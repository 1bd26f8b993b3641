use crate::models::MealSlot;

/// Minimum candidates required before any slot selection is attempted.
pub const MIN_CANDIDATES: usize = 4;

// ─────────────────────────────────────────────────────────────────────────────
// Scoring weights
// ─────────────────────────────────────────────────────────────────────────────

/// Bonus per gram of protein when high_protein is set.
pub const PROTEIN_WEIGHT: f64 = 2.0;

/// Bonus per gram of fiber when high_fiber is set.
pub const FIBER_WEIGHT: f64 = 3.0;

/// Penalty per gram of carbs when low_carb is set.
pub const CARB_PENALTY: f64 = 0.5;

/// Penalty per gram of fat when low_fat is set.
pub const FAT_PENALTY: f64 = 0.3;

/// Bonus per point of distance below a glycemic index of 100.
pub const GLYCEMIC_WEIGHT: f64 = 0.1;

/// Penalty per minute of prep time.
pub const PREP_TIME_PENALTY: f64 = 0.2;

// ─────────────────────────────────────────────────────────────────────────────
// Selection
// ─────────────────────────────────────────────────────────────────────────────

/// Calorie distances closer than this are treated as tied and reordered by
/// preference score.
pub const CALORIE_TIE_WINDOW: f64 = 20.0;

/// Size of the head group the randomized pick draws from.
pub const TOP_PICK_POOL: usize = 3;

/// Snack target as a fraction of the other meals' quarter share.
pub const SNACK_TARGET_FACTOR: f64 = 0.6;

// ─────────────────────────────────────────────────────────────────────────────
// Rationale and validation thresholds
// ─────────────────────────────────────────────────────────────────────────────

/// Minimum protein grams before the high-protein rationale applies.
pub const RATIONALE_PROTEIN_MIN: f64 = 5.0;

/// Minimum fiber grams before the fiber rationale applies.
pub const RATIONALE_FIBER_MIN: f64 = 2.0;

/// Glycemic index below which a food counts as low-GI.
pub const LOW_GI_THRESHOLD: u32 = 40;

/// Prep time (minutes) below which a food counts as quick to prepare.
pub const QUICK_PREP_THRESHOLD: u32 = 10;

/// Total protein grams for the summary to call a day high-protein.
pub const SUMMARY_HIGH_PROTEIN_TOTAL: f64 = 50.0;

/// Total fiber grams for the summary to call a day high-fiber.
pub const SUMMARY_HIGH_FIBER_TOTAL: f64 = 20.0;

/// Fraction of the calorie target within which totals count as on-target.
pub const CALORIE_TOLERANCE: f64 = 0.1;

/// Slot-specific name keywords and the bonus applied when any matches.
pub fn slot_bonus(slot: MealSlot) -> (&'static [&'static str], f64) {
    match slot {
        MealSlot::Breakfast => (&["oatmeal", "yogurt", "egg"], 10.0),
        MealSlot::Lunch => (&["salad", "quinoa", "bean"], 8.0),
        MealSlot::Dinner => (&["salmon", "chicken", "tofu"], 12.0),
        MealSlot::Snack => (&["nut", "fruit", "cheese"], 6.0),
    }
}

/// Name keywords excluded for vegetarian profiles.
pub const VEGETARIAN_EXCLUDED_NAMES: &[&str] = &["chicken", "salmon", "fish"];

/// Additional name keywords excluded for vegan profiles.
///
/// Deliberately does not repeat the vegetarian meat list; the two rule sets
/// are independent and both apply only when both tags are present.
pub const VEGAN_EXCLUDED_NAMES: &[&str] = &["yogurt", "cheese", "egg"];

******

Apply a filter for "when" to the data above, then copy each line that matches.

/// Bonus per gram of protein when high_protein is set.
/// Bonus per gram of fiber when high_fiber is set.
/// Penalty per gram of carbs when low_carb is set.
/// Penalty per gram of fat when low_fat is set.
/// Slot-specific name keywords and the bonus applied when any matches.
/// are independent and both apply only when both tags are present.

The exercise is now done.